───── Entries shown ─────
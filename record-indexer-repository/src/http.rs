//! JSON-over-HTTP access shared by the repository variants.

use std::time::Duration;

use reqwest::header::{HeaderMap, HeaderValue, ACCEPT, CONTENT_TYPE};
use serde_json::Value;
use tracing::{debug, warn};
use url::Url;

use crate::errors::RepositoryError;

/// Default timeout for upstream requests.
pub const DEFAULT_TIMEOUT: Duration = Duration::from_millis(30_000);

/// Thin wrapper over a shared `reqwest::Client`. Cheap to clone.
#[derive(Debug, Clone)]
pub struct HttpClient {
    client: reqwest::Client,
}

impl HttpClient {
    /// Create a client sending and accepting JSON, with the given request timeout.
    pub fn new(timeout: Duration) -> Result<Self, RepositoryError> {
        let mut headers = HeaderMap::new();
        headers.insert(ACCEPT, HeaderValue::from_static("application/json"));
        headers.insert(CONTENT_TYPE, HeaderValue::from_static("application/json"));

        let client = reqwest::Client::builder()
            .default_headers(headers)
            .timeout(timeout)
            .build()
            .map_err(|e| RepositoryError::transport(e.to_string()))?;

        Ok(Self { client })
    }

    /// GET `url` and parse the body as JSON.
    ///
    /// # Returns
    ///
    /// * `Ok(Some(Value))` - A successful response with a JSON body
    /// * `Ok(None)` - A non-success status or a body that is not JSON
    /// * `Err(RepositoryError::Transport)` - If the request failed on the wire
    pub async fn get_json(&self, url: &Url) -> Result<Option<Value>, RepositoryError> {
        debug!(url = %url, "GET");

        let response = self
            .client
            .get(url.clone())
            .send()
            .await
            .map_err(|e| RepositoryError::transport(e.to_string()))?;

        let status = response.status();
        if !status.is_success() {
            warn!(url = %url, status = status.as_u16(), "Upstream returned non-success status");
            return Ok(None);
        }

        let text = response
            .text()
            .await
            .map_err(|e| RepositoryError::transport(e.to_string()))?;

        match serde_json::from_str(&text) {
            Ok(value) => Ok(Some(value)),
            Err(e) => {
                warn!(url = %url, error = %e, "Upstream returned a body that is not JSON");
                Ok(None)
            }
        }
    }
}

/// Join path segments onto a base URL, percent-encoding each segment.
pub fn endpoint(base_url: &str, segments: &[&str]) -> Result<Url, RepositoryError> {
    let mut url =
        Url::parse(base_url).map_err(|e| RepositoryError::invalid_url(format!("{base_url}: {e}")))?;

    url.path_segments_mut()
        .map_err(|_| RepositoryError::invalid_url(format!("{base_url}: cannot be a base")))?
        .pop_if_empty()
        .extend(segments);

    Ok(url)
}

/// Return `url` with the given query pairs appended.
pub fn with_query(url: &Url, pairs: &[(&str, String)]) -> Url {
    let mut url = url.clone();
    if !pairs.is_empty() {
        let mut query = url.query_pairs_mut();
        for (key, value) in pairs {
            query.append_pair(key, value);
        }
    }
    url
}

#[cfg(test)]
mod tests {
    use super::*;
    use mockito::Server;

    #[test]
    fn test_endpoint_joins_segments() {
        let url = endpoint("http://lyric:3030", &["data", "category", "1"]).unwrap();
        assert_eq!(url.as_str(), "http://lyric:3030/data/category/1");

        let url = endpoint("http://lyric:3030/api/", &["data", "category", "1"]).unwrap();
        assert_eq!(url.as_str(), "http://lyric:3030/api/data/category/1");
    }

    #[test]
    fn test_endpoint_encodes_segments() {
        let url = endpoint("http://song", &["studies", "A/B", "analysis"]).unwrap();
        assert_eq!(url.as_str(), "http://song/studies/A%2FB/analysis");
    }

    #[test]
    fn test_endpoint_rejects_invalid_base() {
        assert!(matches!(
            endpoint("not a url", &["x"]),
            Err(RepositoryError::InvalidUrl(_))
        ));
    }

    #[test]
    fn test_with_query() {
        let base = endpoint("http://lyric", &["data"]).unwrap();

        let url = with_query(&base, &[("view", "compound".to_string()), ("page", "2".to_string())]);
        assert_eq!(url.as_str(), "http://lyric/data?view=compound&page=2");

        assert_eq!(with_query(&base, &[]).as_str(), "http://lyric/data");
    }

    #[tokio::test]
    async fn test_get_json_non_success_is_none() {
        let mut server = Server::new_async().await;
        let mock = server
            .mock("GET", "/missing")
            .with_status(404)
            .expect(1)
            .create_async()
            .await;

        let client = HttpClient::new(DEFAULT_TIMEOUT).unwrap();
        let url = endpoint(&server.url(), &["missing"]).unwrap();

        assert!(client.get_json(&url).await.unwrap().is_none());
        mock.assert_async().await;
    }

    #[tokio::test]
    async fn test_get_json_invalid_body_is_none() {
        let mut server = Server::new_async().await;
        server
            .mock("GET", "/text")
            .with_status(200)
            .with_body("<html>")
            .create_async()
            .await;

        let client = HttpClient::new(DEFAULT_TIMEOUT).unwrap();
        let url = endpoint(&server.url(), &["text"]).unwrap();

        assert!(client.get_json(&url).await.unwrap().is_none());
    }

    #[tokio::test]
    async fn test_get_json_transport_error() {
        let client = HttpClient::new(Duration::from_secs(2)).unwrap();
        let url = Url::parse("http://127.0.0.1:1/unreachable").unwrap();

        assert!(matches!(
            client.get_json(&url).await,
            Err(RepositoryError::Transport(_))
        ));
    }
}
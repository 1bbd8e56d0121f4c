//! Configuration and dependency wiring for the record indexer.

mod dependencies;
mod settings;

pub use dependencies::Dependencies;
pub use settings::{KafkaSettings, Settings};
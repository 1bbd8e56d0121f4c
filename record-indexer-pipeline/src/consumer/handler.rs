//! Routes consumed messages to the loader or the orchestrator.

use std::collections::HashMap;
use std::sync::Arc;

use tracing::{debug, info, warn};

use crate::consumer::messages::{decode_record_batch, IndexCommand, IndexRequestMessage};
use crate::errors::PipelineError;
use crate::orchestrator::Orchestrator;
use record_indexer_shared::IndexResult;

/// Handles one message at a time, independent of the Kafka client.
pub struct EventHandler {
    orchestrator: Arc<Orchestrator>,
    request_topic: Option<String>,
    topic_indices: HashMap<String, String>,
}

impl EventHandler {
    /// Create a handler for every repository with a configured topic, plus
    /// the optional shared request topic.
    pub fn new(orchestrator: Arc<Orchestrator>, request_topic: Option<String>) -> Self {
        let topic_indices = orchestrator
            .repositories()
            .iter()
            .filter_map(|config| {
                config
                    .kafka_topic()
                    .map(|topic| (topic.to_string(), config.index_name().to_string()))
            })
            .collect();

        Self {
            orchestrator,
            request_topic: request_topic.filter(|t| !t.trim().is_empty()),
            topic_indices,
        }
    }

    /// Topics this handler consumes.
    pub fn topics(&self) -> Vec<String> {
        let mut topics: Vec<String> = self.request_topic.iter().cloned().collect();
        let mut repository_topics: Vec<String> = self
            .topic_indices
            .keys()
            .filter(|topic| Some(*topic) != self.request_topic.as_ref())
            .cloned()
            .collect();
        repository_topics.sort();
        topics.extend(repository_topics);
        topics
    }

    /// Handle one message.
    ///
    /// # Returns
    ///
    /// * `Ok(Some(IndexResult))` - The result of the write the message caused
    /// * `Ok(None)` - If the message was skipped
    /// * `Err(PipelineError)` - If the payload or the requested operation failed
    pub async fn handle(
        &self,
        topic: &str,
        payload: &[u8],
    ) -> Result<Option<IndexResult>, PipelineError> {
        if payload.is_empty() {
            debug!(topic = %topic, "Received message with empty payload");
            return Ok(None);
        }

        if self.request_topic.as_deref() == Some(topic) {
            let command = IndexRequestMessage::decode(payload)?.command()?;
            return self.dispatch(command).await.map(Some);
        }

        let Some(index) = self.topic_indices.get(topic) else {
            warn!(topic = %topic, "Unknown topic");
            return Ok(None);
        };

        let records = decode_record_batch(payload)?;
        debug!(topic = %topic, index = %index, records = records.len(), "Loading batch");
        Ok(Some(self.orchestrator.loader().load_batch(index, &records).await))
    }

    async fn dispatch(&self, command: IndexCommand) -> Result<IndexResult, PipelineError> {
        info!(command = ?command, "Handling index request");

        match command {
            IndexCommand::Repository { repository_code } => {
                self.orchestrator.index_repository(&repository_code).await
            }
            IndexCommand::Organization {
                repository_code,
                organization,
            } => {
                self.orchestrator
                    .index_organization(&repository_code, &organization)
                    .await
            }
            IndexCommand::Record {
                repository_code,
                organization,
                id,
            } => {
                self.orchestrator
                    .index_record(&repository_code, &organization, &id)
                    .await
            }
            IndexCommand::Remove {
                repository_code,
                organization,
                id,
            } => {
                self.orchestrator
                    .remove_index_record(&repository_code, &organization, &id)
                    .await
            }
        }
    }
}
//! Index client implementation.
//!
//! This module provides the version-independent entry point to the search
//! engine. Every write is folded into an [`IndexResult`]: rejected documents
//! and failed requests become failure entries instead of errors.

use std::future::Future;

use tracing::{debug, error, info, instrument, warn};

use crate::build_provider;
use crate::config::{EngineVersion, SearchEngineConfig};
use crate::errors::SearchIndexError;
use crate::interfaces::SearchIndexProvider;
use record_indexer_shared::{sanitize_index_name, DataRecord, IndexResult};

/// Failure key used when a single write carries no identity.
const SYNTHETIC_KEY: &str = "0";

/// Failure key used when a whole bulk request failed.
const BULK_ERROR_KEY: &str = "error";

/// The main client for writing records to the search index.
pub struct IndexClient {
    provider: Box<dyn SearchIndexProvider>,
    config: SearchEngineConfig,
}
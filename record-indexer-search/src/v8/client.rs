//! Elasticsearch 8 client implementation.

use elasticsearch::{
    auth::Credentials,
    http::transport::{SingleNodeConnectionPool, TransportBuilder},
    http::Url,
    Elasticsearch,
};
use tracing::info;

use crate::config::{EngineVersion, SearchEngineConfig};
use crate::errors::SearchIndexError;
use crate::provider_impl::impl_search_index_provider;

/// Version 8 provider backed by the official Elasticsearch client.
pub struct ElasticsearchProvider {
    client: Elasticsearch,
}

impl ElasticsearchProvider {
    /// Create a new provider connected to the configured node.
    pub fn new(config: &SearchEngineConfig) -> Result<Self, SearchIndexError> {
        let node = config.primary_node()?;
        let parsed_url: Url = node
            .parse()
            .map_err(|e| SearchIndexError::connection(format!("Invalid URL: {e}")))?;

        let conn_pool = SingleNodeConnectionPool::new(parsed_url);
        let mut builder = TransportBuilder::new(conn_pool).disable_proxy();
        if let Some(timeout) = config.connection_timeout {
            builder = builder.timeout(timeout);
        }
        if let Some(auth) = &config.basic_auth {
            builder = builder.auth(Credentials::Basic(auth.user.clone(), auth.password.clone()));
        }
        let transport = builder
            .build()
            .map_err(|e| SearchIndexError::connection(format!("Failed to build transport: {e}")))?;

        info!(url = %node, version = 8, "Created search engine client");

        Ok(Self {
            client: Elasticsearch::new(transport),
        })
    }
}

impl_search_index_provider!(ElasticsearchProvider, elasticsearch, EngineVersion::V8);
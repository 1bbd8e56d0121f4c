//! Error types for the search index adapter.

mod search_index_error;

pub use search_index_error::SearchIndexError;
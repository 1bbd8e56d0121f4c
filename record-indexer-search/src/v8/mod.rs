//! Elasticsearch 8 protocol provider.

mod client;

pub use client::ElasticsearchProvider;
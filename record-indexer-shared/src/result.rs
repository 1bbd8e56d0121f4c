//! Outcome of an indexing operation.

use std::collections::BTreeMap;

use serde::Serialize;

/// Failure reasons keyed by record identity (or a synthetic key when the identity is unknown).
pub type FailureData = BTreeMap<String, Vec<String>>;

/// Result of one write, one batch, or one whole indexing operation.
///
/// `successful` always equals `failure_data.is_empty()`; the fields are private
/// so the two cannot drift apart.
#[derive(Debug, Clone, PartialEq, Eq, Serialize)]
#[serde(rename_all = "camelCase")]
pub struct IndexResult {
    index_name: String,
    successful: bool,
    failure_data: FailureData,
}

impl IndexResult {
    /// A successful result with no failures.
    pub fn new(index_name: impl Into<String>) -> Self {
        Self {
            index_name: index_name.into(),
            successful: true,
            failure_data: FailureData::new(),
        }
    }

    /// A failed result carrying a single failure entry.
    pub fn failure(
        index_name: impl Into<String>,
        key: impl Into<String>,
        reason: impl Into<String>,
    ) -> Self {
        let mut result = Self::new(index_name);
        result.record_failure(key, reason);
        result
    }

    /// Append a failure reason under `key`.
    pub fn record_failure(&mut self, key: impl Into<String>, reason: impl Into<String>) {
        self.failure_data
            .entry(key.into())
            .or_default()
            .push(reason.into());
        self.successful = false;
    }

    /// Combine two results.
    ///
    /// Failure data is a right-biased union: for a key present in both, the
    /// entry from `other` replaces the one in `self`. The index name is taken
    /// from `other` and `successful` is recomputed from the union.
    pub fn merge(mut self, other: IndexResult) -> IndexResult {
        self.failure_data.extend(other.failure_data);
        self.index_name = other.index_name;
        self.successful = self.failure_data.is_empty();
        self
    }

    /// Left fold of [`IndexResult::merge`] over `results`, starting from a successful result for `index_name`.
    pub fn merge_all<I>(index_name: impl Into<String>, results: I) -> IndexResult
    where
        I: IntoIterator<Item = IndexResult>,
    {
        results
            .into_iter()
            .fold(IndexResult::new(index_name), IndexResult::merge)
    }

    pub fn index_name(&self) -> &str {
        &self.index_name
    }

    pub fn is_successful(&self) -> bool {
        self.successful
    }

    pub fn failure_data(&self) -> &FailureData {
        &self.failure_data
    }
}
//! The nested record type that flows from repositories to the search index.

use serde::{Deserialize, Serialize};
use serde_json::{Map, Value};

/// Name of the identity field every record carries once it leaves a repository.
pub const IDENTITY_FIELD: &str = "id";

/// One structured document fetched from a repository.
///
/// An arbitrarily nested mapping of string keys to scalars, arrays or nested
/// mappings. Repository adapters normalize their source-specific identity field
/// into [`IDENTITY_FIELD`] before handing records out.
#[derive(Debug, Clone, Default, PartialEq, Serialize, Deserialize)]
#[serde(transparent)]
pub struct DataRecord(Map<String, Value>);

impl DataRecord {
    /// Create an empty record.
    pub fn new() -> Self {
        Self(Map::new())
    }

    /// Build a record from a JSON value. Returns `None` unless the value is an object.
    pub fn from_value(value: Value) -> Option<Self> {
        match value {
            Value::Object(map) => Some(Self(map)),
            _ => None,
        }
    }

    /// Build a batch of records from a JSON array.
    ///
    /// Returns `None` when the value is not an array or any element is not an
    /// object, so a malformed page is rejected as a whole.
    pub fn batch_from_value(value: Value) -> Option<Vec<Self>> {
        match value {
            Value::Array(items) => items.into_iter().map(Self::from_value).collect(),
            _ => None,
        }
    }

    /// The record identity, if present. Numeric identities are rendered as strings.
    pub fn id(&self) -> Option<String> {
        match self.0.get(IDENTITY_FIELD)? {
            Value::String(s) if !s.is_empty() => Some(s.clone()),
            Value::Number(n) => Some(n.to_string()),
            _ => None,
        }
    }

    /// Move the value stored under `source_field` into the identity field.
    ///
    /// Records without `source_field` are returned unchanged.
    pub fn with_identity_from(mut self, source_field: &str) -> Self {
        if source_field == IDENTITY_FIELD {
            return self;
        }
        if let Some(value) = self.0.remove(source_field) {
            self.0.insert(IDENTITY_FIELD.to_string(), value);
        }
        self
    }

    /// Get a top-level field.
    pub fn get(&self, key: &str) -> Option<&Value> {
        self.0.get(key)
    }

    /// Get a top-level field as a string slice.
    pub fn get_str(&self, key: &str) -> Option<&str> {
        self.0.get(key).and_then(Value::as_str)
    }

    pub fn is_empty(&self) -> bool {
        self.0.is_empty()
    }

    pub fn len(&self) -> usize {
        self.0.len()
    }

    pub fn into_value(self) -> Value {
        Value::Object(self.0)
    }
}

impl From<Map<String, Value>> for DataRecord {
    fn from(map: Map<String, Value>) -> Self {
        Self(map)
    }
}
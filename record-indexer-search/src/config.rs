//! Configuration types for the IndexClient.

use std::fmt;
use std::time::Duration;

use crate::errors::SearchIndexError;

/// Default number of documents sent in a single bulk request.
pub const DEFAULT_DOCS_PER_BULK_REQUEST: usize = 5000;

/// Upper bound for the backoff between two retries.
pub const MAX_RETRY_WAIT: Duration = Duration::from_millis(5000);

/// Major protocol version of the search engine.
#[derive(Debug, Clone, Copy, PartialEq, Eq)]
pub enum EngineVersion {
    V7,
    V8,
}

impl EngineVersion {
    /// Map a configured major version onto a supported protocol.
    pub fn from_major(major: u32) -> Result<Self, SearchIndexError> {
        match major {
            7 => Ok(EngineVersion::V7),
            8 => Ok(EngineVersion::V8),
            other => Err(SearchIndexError::unsupported_version(other)),
        }
    }
}

impl fmt::Display for EngineVersion {
    fn fmt(&self, f: &mut fmt::Formatter<'_>) -> fmt::Result {
        match self {
            EngineVersion::V7 => write!(f, "7"),
            EngineVersion::V8 => write!(f, "8"),
        }
    }
}

/// Basic authentication credentials.
#[derive(Clone, PartialEq, Eq)]
pub struct BasicAuth {
    pub user: String,
    pub password: String,
}

impl fmt::Debug for BasicAuth {
    fn fmt(&self, f: &mut fmt::Formatter<'_>) -> fmt::Result {
        f.debug_struct("BasicAuth")
            .field("user", &self.user)
            .field("password", &"<redacted>")
            .finish()
    }
}

/// Connection and behaviour settings for the search engine.
#[derive(Debug, Clone)]
pub struct SearchEngineConfig {
    /// Node URLs. Only the first one is used.
    pub nodes: Vec<String>,
    pub version: EngineVersion,
    pub basic_auth: Option<BasicAuth>,
    /// Per-request timeout. `None` keeps the client default.
    pub connection_timeout: Option<Duration>,
    /// Extra attempts after a connection or transport failure.
    pub max_retries: u32,
    /// Wait before the first retry; doubled on each following retry.
    pub retry_wait: Duration,
    /// Maximum documents per bulk request. Set to None to send each batch in one request.
    pub docs_per_bulk_request: Option<usize>,
}

impl Default for SearchEngineConfig {
    fn default() -> Self {
        Self {
            nodes: vec!["http://localhost:9200".to_string()],
            version: EngineVersion::V7,
            basic_auth: None,
            connection_timeout: None,
            max_retries: 3,
            retry_wait: Duration::from_millis(100),
            docs_per_bulk_request: Some(DEFAULT_DOCS_PER_BULK_REQUEST),
        }
    }
}

impl SearchEngineConfig {
    /// Create a config for a single node with default settings.
    pub fn new(node: impl Into<String>, version: EngineVersion) -> Self {
        Self {
            nodes: vec![node.into()],
            version,
            ..Self::default()
        }
    }

    /// The node the providers connect to.
    pub fn primary_node(&self) -> Result<&str, SearchIndexError> {
        self.nodes
            .iter()
            .map(|node| node.trim())
            .find(|node| !node.is_empty())
            .ok_or_else(|| SearchIndexError::configuration("no search engine node configured"))
    }

    /// Backoff before retry number `attempt` (starting at 1).
    pub fn retry_delay(&self, attempt: u32) -> Duration {
        let factor = 2u32.saturating_pow(attempt.saturating_sub(1));
        self.retry_wait.saturating_mul(factor).min(MAX_RETRY_WAIT)
    }
}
─────
■ What the task requires
From the records above, copy each line where the word "BTreeMap" can be found.

■ Exercise solution
use std::collections::BTreeMap;
pub type FailureData = BTreeMap<String, Vec<String>>;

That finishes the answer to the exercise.